- [EXERCISE INPUT]
== Segment start ==

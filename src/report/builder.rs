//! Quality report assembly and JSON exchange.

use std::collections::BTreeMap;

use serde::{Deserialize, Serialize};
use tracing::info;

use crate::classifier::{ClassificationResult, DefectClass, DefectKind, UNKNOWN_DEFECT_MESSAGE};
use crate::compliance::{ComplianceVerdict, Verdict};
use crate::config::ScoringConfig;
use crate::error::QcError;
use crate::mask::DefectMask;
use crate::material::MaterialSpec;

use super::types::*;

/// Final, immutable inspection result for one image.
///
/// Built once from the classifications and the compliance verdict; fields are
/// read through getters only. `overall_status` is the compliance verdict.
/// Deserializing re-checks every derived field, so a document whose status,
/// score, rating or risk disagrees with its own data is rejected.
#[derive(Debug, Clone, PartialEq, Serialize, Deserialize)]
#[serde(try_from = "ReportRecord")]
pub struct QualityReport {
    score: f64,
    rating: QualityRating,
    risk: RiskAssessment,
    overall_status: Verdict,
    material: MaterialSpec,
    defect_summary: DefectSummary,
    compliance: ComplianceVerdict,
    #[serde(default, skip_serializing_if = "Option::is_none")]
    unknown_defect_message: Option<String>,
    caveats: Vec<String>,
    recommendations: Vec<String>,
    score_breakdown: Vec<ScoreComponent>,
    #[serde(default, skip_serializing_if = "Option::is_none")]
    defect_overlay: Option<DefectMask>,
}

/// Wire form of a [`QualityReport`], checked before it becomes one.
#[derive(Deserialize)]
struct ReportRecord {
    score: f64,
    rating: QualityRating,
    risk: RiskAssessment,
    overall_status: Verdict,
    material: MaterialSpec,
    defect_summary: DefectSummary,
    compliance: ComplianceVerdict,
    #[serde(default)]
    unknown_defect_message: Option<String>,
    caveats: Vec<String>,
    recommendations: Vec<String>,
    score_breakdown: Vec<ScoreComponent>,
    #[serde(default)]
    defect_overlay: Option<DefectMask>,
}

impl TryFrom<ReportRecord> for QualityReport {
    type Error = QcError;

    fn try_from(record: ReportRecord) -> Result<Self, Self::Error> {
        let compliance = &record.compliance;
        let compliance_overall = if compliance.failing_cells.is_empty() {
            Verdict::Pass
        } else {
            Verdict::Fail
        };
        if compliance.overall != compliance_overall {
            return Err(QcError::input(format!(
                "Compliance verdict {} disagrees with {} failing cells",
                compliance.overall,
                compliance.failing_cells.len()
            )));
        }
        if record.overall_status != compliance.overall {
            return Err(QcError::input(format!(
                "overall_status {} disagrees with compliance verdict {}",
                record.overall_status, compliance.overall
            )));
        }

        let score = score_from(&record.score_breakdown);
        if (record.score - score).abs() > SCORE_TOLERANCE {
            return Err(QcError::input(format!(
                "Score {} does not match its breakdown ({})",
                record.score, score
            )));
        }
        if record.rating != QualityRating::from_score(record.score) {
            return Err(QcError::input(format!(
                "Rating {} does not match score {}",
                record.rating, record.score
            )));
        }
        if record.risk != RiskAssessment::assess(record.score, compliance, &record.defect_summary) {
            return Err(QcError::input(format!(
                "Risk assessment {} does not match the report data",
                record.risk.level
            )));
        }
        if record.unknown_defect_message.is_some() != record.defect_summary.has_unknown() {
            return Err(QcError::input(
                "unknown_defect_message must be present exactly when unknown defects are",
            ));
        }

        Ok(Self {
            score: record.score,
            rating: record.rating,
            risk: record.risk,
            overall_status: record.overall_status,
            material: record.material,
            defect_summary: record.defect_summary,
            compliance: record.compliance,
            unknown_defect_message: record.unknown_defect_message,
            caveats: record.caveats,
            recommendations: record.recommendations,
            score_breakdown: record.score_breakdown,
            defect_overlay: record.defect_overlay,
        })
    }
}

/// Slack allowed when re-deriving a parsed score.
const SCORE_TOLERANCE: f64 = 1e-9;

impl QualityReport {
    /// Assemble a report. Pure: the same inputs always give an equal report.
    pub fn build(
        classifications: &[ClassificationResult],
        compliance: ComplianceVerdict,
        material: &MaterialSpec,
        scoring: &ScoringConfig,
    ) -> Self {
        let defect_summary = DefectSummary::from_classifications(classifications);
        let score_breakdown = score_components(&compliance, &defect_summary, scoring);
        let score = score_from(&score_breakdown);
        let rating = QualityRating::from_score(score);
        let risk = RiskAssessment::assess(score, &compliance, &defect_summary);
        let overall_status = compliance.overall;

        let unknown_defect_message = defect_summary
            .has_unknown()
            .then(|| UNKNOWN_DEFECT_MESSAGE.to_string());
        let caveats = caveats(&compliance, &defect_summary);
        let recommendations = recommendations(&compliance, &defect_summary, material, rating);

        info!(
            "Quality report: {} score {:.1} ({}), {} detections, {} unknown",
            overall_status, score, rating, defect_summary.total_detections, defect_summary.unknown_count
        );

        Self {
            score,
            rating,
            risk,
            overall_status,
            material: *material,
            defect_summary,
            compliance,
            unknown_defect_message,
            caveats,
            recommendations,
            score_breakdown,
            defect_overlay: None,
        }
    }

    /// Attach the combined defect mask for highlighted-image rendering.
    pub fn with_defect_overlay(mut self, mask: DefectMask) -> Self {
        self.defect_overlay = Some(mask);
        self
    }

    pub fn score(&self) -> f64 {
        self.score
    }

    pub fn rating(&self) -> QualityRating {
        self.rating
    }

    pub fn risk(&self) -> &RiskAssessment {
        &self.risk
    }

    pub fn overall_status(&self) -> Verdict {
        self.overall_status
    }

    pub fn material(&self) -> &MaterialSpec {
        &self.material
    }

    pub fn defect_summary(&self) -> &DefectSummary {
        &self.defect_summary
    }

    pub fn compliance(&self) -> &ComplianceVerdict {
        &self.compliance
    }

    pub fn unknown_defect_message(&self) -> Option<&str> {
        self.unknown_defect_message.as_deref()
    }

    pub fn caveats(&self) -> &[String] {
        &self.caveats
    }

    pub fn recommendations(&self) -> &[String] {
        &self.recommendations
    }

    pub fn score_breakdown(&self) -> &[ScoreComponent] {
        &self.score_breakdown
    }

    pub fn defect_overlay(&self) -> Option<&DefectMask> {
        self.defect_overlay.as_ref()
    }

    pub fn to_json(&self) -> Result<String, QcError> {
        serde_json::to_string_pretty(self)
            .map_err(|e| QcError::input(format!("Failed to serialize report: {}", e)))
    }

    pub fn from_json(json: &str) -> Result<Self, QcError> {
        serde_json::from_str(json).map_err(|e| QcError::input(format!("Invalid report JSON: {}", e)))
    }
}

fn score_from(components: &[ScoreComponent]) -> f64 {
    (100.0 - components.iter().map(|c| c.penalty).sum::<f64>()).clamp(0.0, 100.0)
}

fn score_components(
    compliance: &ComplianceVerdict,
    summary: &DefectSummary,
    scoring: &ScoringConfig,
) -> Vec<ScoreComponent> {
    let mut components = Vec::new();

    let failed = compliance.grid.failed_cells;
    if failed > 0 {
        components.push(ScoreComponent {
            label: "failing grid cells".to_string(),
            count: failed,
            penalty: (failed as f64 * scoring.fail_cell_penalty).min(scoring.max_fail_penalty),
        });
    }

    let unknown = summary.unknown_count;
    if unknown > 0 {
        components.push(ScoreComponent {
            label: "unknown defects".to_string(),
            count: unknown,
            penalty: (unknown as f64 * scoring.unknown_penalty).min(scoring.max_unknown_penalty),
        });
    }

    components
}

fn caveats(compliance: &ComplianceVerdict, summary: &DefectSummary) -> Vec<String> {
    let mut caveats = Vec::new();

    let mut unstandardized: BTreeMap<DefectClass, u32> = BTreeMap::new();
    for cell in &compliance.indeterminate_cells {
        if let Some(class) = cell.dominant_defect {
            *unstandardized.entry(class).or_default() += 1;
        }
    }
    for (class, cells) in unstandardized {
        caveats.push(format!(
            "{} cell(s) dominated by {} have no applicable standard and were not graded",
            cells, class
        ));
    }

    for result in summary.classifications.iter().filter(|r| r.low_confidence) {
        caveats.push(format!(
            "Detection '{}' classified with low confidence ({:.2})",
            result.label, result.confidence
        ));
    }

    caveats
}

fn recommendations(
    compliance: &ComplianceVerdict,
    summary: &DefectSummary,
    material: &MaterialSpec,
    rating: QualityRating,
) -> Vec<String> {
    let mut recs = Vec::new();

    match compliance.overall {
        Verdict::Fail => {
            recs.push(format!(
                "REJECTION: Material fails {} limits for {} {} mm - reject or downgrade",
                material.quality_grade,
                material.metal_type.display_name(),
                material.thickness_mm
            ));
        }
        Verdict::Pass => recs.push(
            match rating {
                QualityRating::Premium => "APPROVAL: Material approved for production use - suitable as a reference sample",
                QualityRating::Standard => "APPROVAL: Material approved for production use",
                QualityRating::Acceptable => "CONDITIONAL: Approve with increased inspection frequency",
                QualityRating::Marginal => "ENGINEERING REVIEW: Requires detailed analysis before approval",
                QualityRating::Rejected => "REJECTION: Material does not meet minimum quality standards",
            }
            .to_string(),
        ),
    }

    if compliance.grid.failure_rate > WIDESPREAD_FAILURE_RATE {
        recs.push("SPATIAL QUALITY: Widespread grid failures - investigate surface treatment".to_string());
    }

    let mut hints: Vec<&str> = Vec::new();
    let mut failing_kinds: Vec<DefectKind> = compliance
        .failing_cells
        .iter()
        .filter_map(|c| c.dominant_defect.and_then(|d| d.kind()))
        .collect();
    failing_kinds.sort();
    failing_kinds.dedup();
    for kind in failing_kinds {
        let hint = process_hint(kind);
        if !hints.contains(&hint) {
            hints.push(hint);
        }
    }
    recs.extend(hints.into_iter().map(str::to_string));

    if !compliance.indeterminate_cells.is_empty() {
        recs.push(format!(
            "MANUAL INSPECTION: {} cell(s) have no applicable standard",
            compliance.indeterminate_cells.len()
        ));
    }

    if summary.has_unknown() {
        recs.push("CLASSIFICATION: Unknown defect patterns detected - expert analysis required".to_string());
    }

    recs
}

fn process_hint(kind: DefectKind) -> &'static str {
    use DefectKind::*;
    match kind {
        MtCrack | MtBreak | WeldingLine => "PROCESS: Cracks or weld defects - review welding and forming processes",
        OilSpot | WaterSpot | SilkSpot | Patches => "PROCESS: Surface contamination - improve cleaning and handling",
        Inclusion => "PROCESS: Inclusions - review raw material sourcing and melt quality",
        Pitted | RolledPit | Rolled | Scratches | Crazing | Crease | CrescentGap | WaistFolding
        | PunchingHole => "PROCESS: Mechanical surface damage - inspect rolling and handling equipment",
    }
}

== Segment end ==

- [REQUIREMENT]
Throughout the material above, find lines holding the word "DefectSummary", then copy them.

- [COMPLETED EXERCISE]
    defect_summary: DefectSummary,
    defect_summary: DefectSummary,
        let defect_summary = DefectSummary::from_classifications(classifications);
    pub fn defect_summary(&self) -> &DefectSummary {
    summary: &DefectSummary,
fn caveats(compliance: &ComplianceVerdict, summary: &DefectSummary) -> Vec<String> {
    summary: &DefectSummary,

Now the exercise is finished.